Yamaar inclina la tête.
 - C’est vrai. Ce pendentif m’intéresse, mais il peut aussi être la réponse aux difficultés que nous pose ton identité. Tu as le droit de savoir, alors écoute ! Te souviens-tu de tout ce que j’ai dit au sujet de l’Edánkan après Saule ? J’ai parlé de la cité d’Alseîgath où les pierres avaient été rassemblées avant d’être rendues puissantes, et d’où elles ont été élevées. L’Edánkan devait pouvoir être déplacé, et son pouvoir devait être souvent voilé pour permettre aux hommes de retrouver la douceur reposante de la nuit, et pour leur éviter aussi d’être transpercés par sa prodigieuse lumière. Aucun héros, fut-il le plus vertueux, ne pouvait se prévaloir de n’avoir en son âme aucunes ténèbres. La lumière de l’Edánkan pouvait devenir terrible pour l’homme. Il fallait donc pouvoir constamment en garder le contrôle. Les sages bleus furent bientôt trop occupés pour ne plus pouvoir exercer ce pouvoir en toute liberté. Il leur a fallu permettre aux autres sages, qui leur étaient de très loin inférieurs, d’avoir autorité sur l’Edánkan. Un objet fut fabriqué, dans lequel furent mis les pouvoirs qui permettraient aux autres sages de contrôler l’Edánkan. L’objet a plus tard été transformé en collier pour être transporté et utilisé avec plus de facilité.
 « Mais lors du sac d’Alseîgath, les sages qui en avaient la charge ont été abattus et l’objet a été perdu. L’assemblée pense pourtant qu’un Mâyensis a réussi à le retrouver dans les décombres d’Alseîgath. Il s’agissait d’un grand guerrier, nommé Hodar, dont le corps fut retrouvé après la Guerre des Rivages. C’était aussi le père de Dénédar. Un témoin croit avoir vu Hodar remettre une partie du collier à ce dernier quelques années plus tôt.

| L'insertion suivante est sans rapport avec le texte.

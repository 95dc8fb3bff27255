//! Bridges [`TaskStore`] to [`kafclaw_scheduler::delivery::DeliverySink`]
//! (spec §4.11 C12 Delivery Worker), converting between this crate's
//! typed [`AgentTask`] model and the scheduler's plain-`String`
//! [`PendingDelivery`] shape — the scheduler crate cannot depend on
//! `kafclaw-runtime`, so this is the seam the crate table's dependency
//! direction requires.

use std::str::FromStr;
use std::sync::Arc;

use async_trait::async_trait;
use chrono::{DateTime, Utc};
use kafclaw_bus::OutboundBus;
use kafclaw_core::{OutboundMessage, TaskId, TraceId};
use kafclaw_scheduler::{DeliverySink, PendingDelivery, SchedulerError, SchedulerResult};
use uuid::Uuid;

use crate::task::{DeliveryStatus, TaskStore};

/// Implements [`DeliverySink`] over a [`TaskStore`] and an [`OutboundBus`].
pub struct TaskDeliverySink {
    tasks: Arc<TaskStore>,
    outbound: Arc<OutboundBus>,
}

impl TaskDeliverySink {
    #[must_use]
    pub fn new(tasks: Arc<TaskStore>, outbound: Arc<OutboundBus>) -> Self {
        Self { tasks, outbound }
    }

    fn parse_task_id(task_id: &str) -> SchedulerResult<TaskId> {
        let raw = task_id.strip_prefix("task:").unwrap_or(task_id);
        Uuid::from_str(raw)
            .map(TaskId)
            .map_err(|e| SchedulerError::Delivery(format!("malformed task id {task_id}: {e}")))
    }
}

#[async_trait]
impl DeliverySink for TaskDeliverySink {
    async fn pending_deliveries(&self, now: DateTime<Utc>) -> SchedulerResult<Vec<PendingDelivery>> {
        let tasks = self
            .tasks
            .list_all()
            .await
            .map_err(|e| SchedulerError::Delivery(e.to_string()))?;

        Ok(tasks
            .into_iter()
            .filter(|t| t.delivery_status == DeliveryStatus::Pending)
            .filter(|t| t.next_retry_at.is_none_or(|next| next <= now))
            .filter(|t| t.content_out.is_some())
            .map(|t| PendingDelivery {
                task_id: t.id.to_string(),
                trace_id: t.trace_id.to_string(),
                channel: t.channel,
                chat_id: t.chat_id,
                content_out: t.content_out.unwrap_or_default(),
                attempts: t.delivery_attempts,
            })
            .collect())
    }

    async fn publish(&self, item: &PendingDelivery) -> SchedulerResult<bool> {
        let task_id = Self::parse_task_id(&item.task_id)?;
        let raw_trace = item
            .trace_id
            .strip_prefix("trace:")
            .unwrap_or(&item.trace_id);
        let trace_id = Uuid::from_str(raw_trace)
            .map(TraceId)
            .map_err(|e| SchedulerError::Delivery(format!("malformed trace id {raw_trace}: {e}")))?;

        let count = self.outbound.publish(OutboundMessage {
            channel: item.channel.clone(),
            chat_id: item.chat_id.clone(),
            trace_id,
            task_id,
            content: item.content_out.clone(),
        });
        Ok(count > 0)
    }

    async fn mark_sent(&self, task_id: &str) -> SchedulerResult<()> {
        let id = Self::parse_task_id(task_id)?;
        let mut task = self
            .tasks
            .get(id)
            .await
            .map_err(|e| SchedulerError::Delivery(e.to_string()))?
            .ok_or_else(|| SchedulerError::Delivery(format!("unknown task {task_id}")))?;
        task.delivery_status = DeliveryStatus::Sent;
        task.updated_at = Utc::now();
        self.tasks
            .put(&task)
            .await
            .map_err(|e| SchedulerError::Delivery(e.to_string()))
    }

    async fn record_retry(
        &self,
        task_id: &str,
        attempts: u32,
        next_retry_at: DateTime<Utc>,
    ) -> SchedulerResult<()> {
        let id = Self::parse_task_id(task_id)?;
        let mut task = self
            .tasks
            .get(id)
            .await
            .map_err(|e| SchedulerError::Delivery(e.to_string()))?
            .ok_or_else(|| SchedulerError::Delivery(format!("unknown task {task_id}")))?;
        task.delivery_attempts = attempts;
        task.next_retry_at = Some(next_retry_at);
        self.tasks
            .put(&task)
            .await
            .map_err(|e| SchedulerError::Delivery(e.to_string()))
    }

    async fn mark_failed(&self, task_id: &str) -> SchedulerResult<()> {
        let id = Self::parse_task_id(task_id)?;
        let mut task = self
            .tasks
            .get(id)
            .await
            .map_err(|e| SchedulerError::Delivery(e.to_string()))?
            .ok_or_else(|| SchedulerError::Delivery(format!("unknown task {task_id}")))?;
        task.delivery_status = DeliveryStatus::Failed;
        task.updated_at = Utc::now();
        self.tasks
            .put(&task)
            .await
            .map_err(|e| SchedulerError::Delivery(e.to_string()))
    }
}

 « Mais l’Assemblée pensait jusqu’alors le précieux objet détruit depuis des années, et un autre plus puissant avait été confectionné depuis par les sages bleus. Cette révélation fut néanmoins inquiétante, car ce premier objet de puissance ne devait pas être utilisé par n’importe qui. Nous pensons qu’après la mort de Hodar, Dénédar est entré en possession de la totalité de l’objet, et c’est alors qu’il a disparu. Mais le pendentif que j’ai aperçu sur toi à Saule ressemble beaucoup à une partie de cet objet. C’est pourquoi depuis ce moment je cherche à mieux l’observer. Me permettrais-tu enfin d’y regarder de plus près ? ajouta-t-il en tendant légèrement sa main ouverte.

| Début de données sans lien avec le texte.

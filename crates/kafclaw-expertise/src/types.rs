//! Expertise tracker data model (spec §3 `ExpertiseRow`, §4.9).

use chrono::{DateTime, Utc};
use serde::{Deserialize, Serialize};

/// The kind of action a skill event records.
#[derive(Debug, Clone, Copy, PartialEq, Eq, Serialize, Deserialize)]
#[serde(rename_all = "snake_case")]
pub enum Action {
    /// A task completed.
    TaskCompleted,
    /// A tool was used.
    ToolUsed,
    /// Explicit user feedback was recorded.
    UserFeedback,
    /// Anything else — counts as a failure per spec §4.9.
    Other,
}

impl Action {
    /// Whether this action counts toward the success or failure counter
    /// (spec §4.9: `action ∈ {task_completed, tool_used, user_feedback} →
    /// success; else failure`).
    #[must_use]
    pub fn is_success(self) -> bool {
        !matches!(self, Self::Other)
    }
}

/// A single recorded skill event.
#[derive(Debug, Clone, Serialize, Deserialize)]
pub struct SkillEvent {
    /// Skill (domain) name this event is attributed to.
    pub skill_name: String,
    /// The action performed.
    pub action: Action,
    /// Quality reading in `[0, 1]`.
    pub quality: f64,
    /// Duration of the underlying operation, in milliseconds.
    pub duration_ms: u64,
    /// When this event was recorded.
    pub recorded_at: DateTime<Utc>,
}

/// Trend direction for a skill's quality over time.
#[derive(Debug, Clone, Copy, PartialEq, Eq, Serialize, Deserialize)]
#[serde(rename_all = "lowercase")]
pub enum Trend {
    /// Mean of the last 10 events exceeds the previous 10 by > 0.1.
    Improving,
    /// Neither improving nor declining.
    Stable,
    /// Mean of the last 10 events is below the previous 10 by > 0.1.
    Declining,
}

/// Aggregate row for one skill (spec §3 `ExpertiseRow`).
#[derive(Debug, Clone, Serialize, Deserialize)]
pub struct ExpertiseRow {
    /// Skill (domain) name.
    pub skill_name: String,
    /// Count of success-classified events.
    pub success_count: u64,
    /// Count of failure-classified events.
    pub failure_count: u64,
    /// Mean quality of the most recent ≤ 50 events.
    pub avg_quality: f64,
    /// Trend over the last 10 vs previous 10 events.
    pub trend: Trend,
    /// Timestamp of the most recent event.
    pub last_used: DateTime<Utc>,
    /// Sum of all recorded durations, in milliseconds.
    pub total_duration_ms: u64,
    /// Quality readings retained for `avg_quality`/`trend` computation,
    /// most recent last, capped at 50.
    #[serde(default)]
    pub recent_qualities: Vec<f64>,
}

impl ExpertiseRow {
    /// Start a new row from a single event.
    #[must_use]
    pub fn from_first_event(event: &SkillEvent) -> Self {
        let (success_count, failure_count) = if event.action.is_success() {
            (1, 0)
        } else {
            (0, 1)
        };
        Self {
            skill_name: event.skill_name.clone(),
            success_count,
            failure_count,
            avg_quality: event.quality,
            trend: Trend::Stable,
            last_used: event.recorded_at,
            total_duration_ms: event.duration_ms,
            recent_qualities: vec![event.quality],
        }
    }

    /// Total events recorded (success + failure).
    #[must_use]
    pub fn total(&self) -> u64 {
        self.success_count + self.failure_count
    }

    /// Success rate in `[0, 1]`; `0.0` if no events have been recorded.
    #[must_use]
    pub fn success_rate(&self) -> f64 {
        let total = self.total();
        if total == 0 {
            0.0
        } else {
            self.success_count as f64 / total as f64
        }
    }

    /// Read-only composite score (spec §4.9):
    /// `0.6*successRate + 0.3*avgQuality + 0.1*min(1, total/100)`.
    #[must_use]
    pub fn score(&self) -> f64 {
        let volume_term = (self.total() as f64 / 100.0).min(1.0);
        0.6 * self.success_rate() + 0.3 * self.avg_quality + 0.1 * volume_term
    }
}

/// Mean of the last 10 events vs the previous 10, per spec §3/§4.9:
/// improving if the delta exceeds `0.1`, declining if under `-0.1`.
#[must_use]
pub fn compute_trend(recent_qualities: &[f64]) -> Trend {
    if recent_qualities.len() < 20 {
        return Trend::Stable;
    }
    let len = recent_qualities.len();
    let last_10 = &recent_qualities[len - 10..];
    let previous_10 = &recent_qualities[len - 20..len - 10];

    let mean = |xs: &[f64]| xs.iter().sum::<f64>() / xs.len() as f64;
    let delta = mean(last_10) - mean(previous_10);

    if delta > 0.1 {
        Trend::Improving
    } else if delta < -0.1 {
        Trend::Declining
    } else {
        Trend::Stable
    }
}

#[cfg(test)]
mod tests {
    use super::*;

    #[test]
    fn action_success_classification() {
        assert!(Action::TaskCompleted.is_success());
        assert!(Action::ToolUsed.is_success());
        assert!(Action::UserFeedback.is_success());
        assert!(!Action::Other.is_success());
    }

    #[test]
    fn trend_stable_under_twenty_events() {
        let qualities = vec![0.9; 15];
        assert_eq!(compute_trend(&qualities), Trend::Stable);
    }

    #[test]
    fn trend_improving_when_delta_exceeds_threshold() {
        let mut qualities = vec![0.3; 10];
        qualities.extend(vec![0.6; 10]);
        assert_eq!(compute_trend(&qualities), Trend::Improving);
    }

    #[test]
    fn trend_declining_when_delta_below_negative_threshold() {
        let mut qualities = vec![0.8; 10];
        qualities.extend(vec![0.4; 10]);
        assert_eq!(compute_trend(&qualities), Trend::Declining);
    }

    #[test]
    fn score_formula_matches_spec_weights() {
        let row = ExpertiseRow {
            skill_name: "filesystem".to_string(),
            success_count: 100,
            failure_count: 0,
            avg_quality: 1.0,
            trend: Trend::Stable,
            last_used: Utc::now(),
            total_duration_ms: 0,
            recent_qualities: vec![],
        };
        assert!((row.score() - 1.0).abs() < 1e-9);
    }
}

 - Que ferez-vous si c’est bien ce que recherchez ?
   Yamaar prit le temps de réfléchir.
 - Et bien, il ne me servirait à rien de te le prendre, puisque tu es avec nous sur les routes. Je pense aussi que, si c’est réellement le précieux objet que nous recherchons, Dénédar savait ce qu’il faisait en te le confiant. Je te le laisserais donc, même si je découvrais l’objet le plus inestimable du monde.
   Yamaar pensait que si vraiment une telle chose se produisait, il enverrait Eldeflar sous escorte à Sévagil. Eldeflar de son côté avait songé depuis ses précédentes discussion à un moment propice pour permettre à Yamaar de voir son pendentif. Après ses dernières paroles, il n’hésita pas beaucoup.
   Il saisit sa chaîne pour retirer le pendentif de son cou, mais eut une hésitation en sentant l’étoile glisser sur lui. Il abaissa un peu les bras en fixant Yamaar, puis retira finalement son pendentif et le posa dans la main de Yamaar. Il ressentit comme un arrachement au moment où l’objet d’argent toucha la paume de sa main, et son regard trembla un peu. Mais Yamaar ne s’en rendit pas compte, tout absorbé qu’il était dans la contemplation de l’étoile à quatre branches, attachée à une chaînette gracieuse qui retombait hors de sa main. Il le saisit, le retourna, et l’observa méticuleusement. Puis il le laissa pendre en le saisissant par sa chaîne. Il souffla dessus, et le fixa soudain avec intensité, et Eldeflar vit à nouveaux, très clairement dans l’obscurité, ses yeux changer de couleur comme si un feu intérieur venait donner une coloration chaude au regard du mage.